Then let me take a bite


Está começando a chover quando ela desce do carro em frente ao prédio. Todas as vezes em que chega ali, pensa a mesma coisa. O prédio enorme não simboliza nem dez por cento de toda a riqueza da família de Nate. Mas dá uma boa ideia.

São mais de cinquenta andares, e todos pertencem à indústria Novovich.

O escritório de seu namorado, luxuoso e imponente, fica no último. Ele tem acesso à cobertura, de onde diversas vezes tinham observado as luzes da cidade e, quando houvera sorte, algumas estrelas. A cobertura, onde Nate a pedira em casamento em um jantar, dois meses antes.

Em mais cinco meses, ela fará parte dessa família também.

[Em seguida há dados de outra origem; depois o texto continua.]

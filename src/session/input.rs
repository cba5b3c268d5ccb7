//! Parsers for single console answers. Each one takes the raw line and
//! either returns a typed value or an `InputError` the session can print
//! before moving on.

use thiserror::Error;

use crate::cost::Currency;
use crate::models::{
    clamp_text, GENDER_MALE, GENDER_OTHER, MAX_AGE_DIGITS, META_CODE_LENGTH, NAME_LENGTH,
};

#[derive(Debug, Error, PartialEq, Eq)]
pub enum InputError {
    #[error("input ended")]
    EndOfInput,
    #[error("input is not valid UTF-8 text")]
    InvalidText,
    #[error("{0:?} is not a whole number")]
    NotANumber(String),
    #[error("{value} is out of range, expected {min} to {max}")]
    OutOfRange { value: i64, min: i64, max: i64 },
    #[error("{field} cannot be blank")]
    Blank { field: &'static str },
    #[error("{field} may have at most {max} digits")]
    TooManyDigits { field: &'static str, max: usize },
    #[error("please answer y or n")]
    NotYesNo,
}

pub fn parse_int(raw: &str) -> Result<i64, InputError> {
    let trimmed = raw.trim();
    trimmed
        .parse::<i64>()
        .map_err(|_| InputError::NotANumber(trimmed.to_string()))
}

pub fn parse_in_range(raw: &str, min: i64, max: i64) -> Result<i64, InputError> {
    let value = parse_int(raw)?;
    if (min..=max).contains(&value) {
        Ok(value)
    } else {
        Err(InputError::OutOfRange { value, min, max })
    }
}

/// Surrounding whitespace is dropped and long names are cut to fit the
/// fixed name field.
pub fn parse_name(raw: &str) -> Result<String, InputError> {
    let trimmed = raw.trim();
    if trimmed.is_empty() {
        return Err(InputError::Blank { field: "name" });
    }
    Ok(clamp_text(trimmed, NAME_LENGTH))
}

/// 1 = male, 2 = female, 3 = other.
pub fn parse_gender(raw: &str) -> Result<i32, InputError> {
    let code = parse_in_range(raw, i64::from(GENDER_MALE), i64::from(GENDER_OTHER))?;
    Ok(code as i32)
}

pub fn parse_age(raw: &str) -> Result<u32, InputError> {
    let value = parse_int(raw)?;
    if value < 0 {
        return Err(InputError::OutOfRange {
            value,
            min: 0,
            max: max_age(),
        });
    }
    if value > max_age() {
        return Err(InputError::TooManyDigits {
            field: "age",
            max: MAX_AGE_DIGITS,
        });
    }
    Ok(value as u32)
}

pub fn parse_cost(raw: &str) -> Result<u64, InputError> {
    let value = parse_int(raw)?;
    u64::try_from(value).map_err(|_| InputError::OutOfRange {
        value,
        min: 0,
        max: i64::MAX,
    })
}

/// A metadata code, clamped to its fixed-width block.
pub fn parse_code(raw: &str, field: &'static str) -> Result<String, InputError> {
    let trimmed = raw.trim();
    if trimmed.is_empty() {
        return Err(InputError::Blank { field });
    }
    Ok(clamp_text(trimmed, META_CODE_LENGTH))
}

pub fn parse_yes_no(raw: &str) -> Result<bool, InputError> {
    match raw.trim().to_ascii_lowercase().as_str() {
        "y" | "yes" => Ok(true),
        "n" | "no" => Ok(false),
        _ => Err(InputError::NotYesNo),
    }
}

pub fn parse_currency(raw: &str) -> Result<Currency, InputError> {
    let choice = parse_in_range(raw, 1, 2)?;
    Currency::from_choice(choice).ok_or(InputError::OutOfRange {
        value: choice,
        min: 1,
        max: 2,
    })
}

fn max_age() -> i64 {
    10_i64.pow(MAX_AGE_DIGITS as u32) - 1
}
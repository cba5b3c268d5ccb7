//! Class cost calculation: a flat per-student price times the class size,
//! with optional tax and a currency symbol for display.

use std::fmt;

use thiserror::Error;

use crate::roster::Roster;

/// Tax applied when the user opts in and no override is configured.
pub const DEFAULT_TAX_RATE: f64 = 7.0;

#[derive(Debug, Error, PartialEq, Eq)]
pub enum CostError {
    #[error("no students loaded, add or load a class first")]
    EmptyRoster,
    #[error("total cost is too large to compute")]
    Overflow,
}

#[derive(Debug, Clone, Copy, PartialEq, Eq, Default)]
pub enum Currency {
    #[default]
    Dollar,
    Euro,
}

impl Currency {
    /// Menu choice as shown on the console: 1 = dollars, 2 = euros.
    pub fn from_choice(choice: i64) -> Option<Self> {
        match choice {
            1 => Some(Currency::Dollar),
            2 => Some(Currency::Euro),
            _ => None,
        }
    }

    pub fn symbol(self) -> &'static str {
        match self {
            Currency::Dollar => "$",
            Currency::Euro => "€",
        }
    }
}

/// Untaxed cost of the class. Exact for every input that fits in a `u64`.
pub fn class_cost(cost_per_student: u64, count: usize) -> Result<u64, CostError> {
    u64::try_from(count)
        .ok()
        .and_then(|count| cost_per_student.checked_mul(count))
        .ok_or(CostError::Overflow)
}

/// `cost * (1 + rate / 100)`.
pub fn taxed_cost(cost: u64, rate_percent: f64) -> f64 {
    cost as f64 * (1.0 + rate_percent / 100.0)
}

#[derive(Debug, Clone, PartialEq)]
/// A computed total ready to print.
pub struct CostQuote {
    pub subtotal: u64,
    /// Applied tax rate in percent, if the user asked for tax.
    pub tax_rate: Option<f64>,
    pub currency: Currency,
}

impl CostQuote {
    /// Price the given roster. Refuses an empty class since "cost of nobody"
    /// is almost always a forgotten load.
    pub fn for_roster(
        roster: &Roster,
        cost_per_student: u64,
        tax_rate: Option<f64>,
        currency: Currency,
    ) -> Result<Self, CostError> {
        if roster.is_empty() {
            return Err(CostError::EmptyRoster);
        }
        Ok(Self {
            subtotal: class_cost(cost_per_student, roster.count())?,
            tax_rate,
            currency,
        })
    }

    pub fn total(&self) -> f64 {
        match self.tax_rate {
            Some(rate) => taxed_cost(self.subtotal, rate),
            None => self.subtotal as f64,
        }
    }
}

impl fmt::Display for CostQuote {
    fn fmt(&self, f: &mut fmt::Formatter<'_>) -> fmt::Result {
        let symbol = self.currency.symbol();
        match self.tax_rate {
            Some(rate) => write!(
                f,
                "{symbol}{:.2} ({symbol}{} + {rate}% tax)",
                self.total(),
                self.subtotal
            ),
            None => write!(f, "{symbol}{}", self.subtotal),
        }
    }
}

#[cfg(test)]
mod tests {
    use super::*;
    use crate::models::Student;

    fn roster_of(count: usize) -> Roster {
        Roster::from_records(vec![Student::new("x", 1, 10); count])
    }

    #[test]
    fn cost_is_exact_product() {
        for (per, count) in [(0, 5), (25, 4), (1_000, 30), (u64::MAX, 1)] {
            assert_eq!(class_cost(per, count).unwrap(), per * count as u64);
        }
    }

    #[test]
    fn cost_overflow_is_reported() {
        assert_eq!(class_cost(u64::MAX, 2), Err(CostError::Overflow));
    }

    #[test]
    fn taxed_cost_matches_rate() {
        let taxed = taxed_cost(200, 7.0);
        assert!((taxed - 214.0).abs() < 1e-9);
        assert!((taxed_cost(200, 0.0) - 200.0).abs() < 1e-9);
    }

    #[test]
    fn empty_roster_has_no_cost() {
        let err = CostQuote::for_roster(&Roster::Empty, 10, None, Currency::Dollar).unwrap_err();
        assert_eq!(err, CostError::EmptyRoster);
    }

    #[test]
    fn quote_formats_with_currency() {
        let plain = CostQuote::for_roster(&roster_of(3), 50, None, Currency::Dollar).unwrap();
        assert_eq!(plain.to_string(), "$150");

        let taxed = CostQuote::for_roster(&roster_of(2), 50, Some(10.0), Currency::Euro).unwrap();
        assert_eq!(taxed.to_string(), "€110.00 (€100 + 10% tax)");
    }

    #[test]
    fn currency_choices() {
        assert_eq!(Currency::from_choice(1), Some(Currency::Dollar));
        assert_eq!(Currency::from_choice(2), Some(Currency::Euro));
        assert_eq!(Currency::from_choice(3), None);
    }
}
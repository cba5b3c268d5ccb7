//! Save/load round trips through the public store API.

use class_roster::{ClassMetadata, Layout, Roster, RosterFile, Student};
use tempfile::tempdir;

fn varied_roster(count: usize) -> Roster {
    let genders = [0, 1, 2, 3, -5, i32::MAX];
    let records = (0..count)
        .map(|i| {
            Student::new(
                &format!("stu{i}-{}", "x".repeat(i % 7)),
                genders[i % genders.len()],
                (i * 37 % 1000) as u32,
            )
        })
        .collect();
    Roster::from_records(records)
}

#[test]
fn rosters_of_any_size_round_trip() {
    let dir = tempdir().unwrap();
    for layout in [Layout::Classic, Layout::Full] {
        let file = RosterFile::new(dir.path().join(format!("{layout:?}.bin")), layout);
        for count in [0, 1, 2, 17, 250] {
            let roster = varied_roster(count);
            file.save(&roster, None).unwrap();
            let loaded = file.load().unwrap();
            assert_eq!(loaded.roster, roster, "{layout:?} with {count} students");
        }
    }
}

#[test]
fn metadata_survives_a_reload_next_to_records() {
    let dir = tempdir().unwrap();
    let file = RosterFile::new(dir.path().join("class_list"), Layout::Full);
    let metadata = ClassMetadata::new("BIO", "110", "3");

    file.save(&varied_roster(5), Some(&metadata)).unwrap();
    let loaded = file.load().unwrap();
    assert_eq!(loaded.roster, varied_roster(5));
    assert_eq!(loaded.metadata, Some(metadata));
}

#[test]
fn loading_twice_keeps_only_the_latest_class() {
    let dir = tempdir().unwrap();
    let file = RosterFile::new(dir.path().join("class_list"), Layout::Full);

    file.save(&varied_roster(8), None).unwrap();
    let first = file.load().unwrap().roster;
    assert_eq!(first.count(), 8);

    file.save(&varied_roster(3), None).unwrap();
    let second = file.load().unwrap().roster;
    assert_eq!(second.count(), 3);
}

Só de pensar nisso, Tina sente um calafrio.

Passa pela portaria sem precisar se identificar, direto para o elevador. A maneira como a música tocando ao fundo a deixa ainda mais deslocada é ligeiramente tragicômica.

Ela beijara Nate diversas vezes naquele elevador. Muitas delas de madrugada, um pouco bêbados, vivendo a vida universitária ao máximo.

Agora, estão mais perto da vida adulta do que nunca.

Em algumas horas, depois de almoçarem — provavelmente em um restaurante muito caro, cuja conta Nate pagaria literalmente com um piscar de olhos — visitarão apartamentos à venda nas regiões mais cobiçadas de Manhattan, acompanhados por uma corretora de confiança da família Novovich.

Toda vez que pensa a respeito, Tina sabe menos explicações para como foi parar onde está, noiva de um multimilionário, prestes a ter uma festa de casamento com muita cobertura midiática. E esses pensamentos lhe ocorrem com mais frequência conforme o tempo passa e o casamento se aproxima.

Quando o elevador finalmente para no andar de Nate, ela desce, cumprimentando um executivo que passa por ela com um sorrisinho e se dirige até a sala dele.

Valerie não está em sua mesa, como de costume é encontrada. Ela sabe que nunca precisa anunciar a chegada de Tina, mas, às vezes, precisa avisar quando Nate se enrola em uma reunião ou quando lhe ocorre uma visita inesperada.

É horário de almoço, então Tina não se atém a isso. O prédio inteiro está mais vazio, e Nate deve estar esperando por ela sozinho em sua sala, exausto das burocracias cotidianas, mas prestes a abrir um sorriso quando a vir. É o que sempre faz.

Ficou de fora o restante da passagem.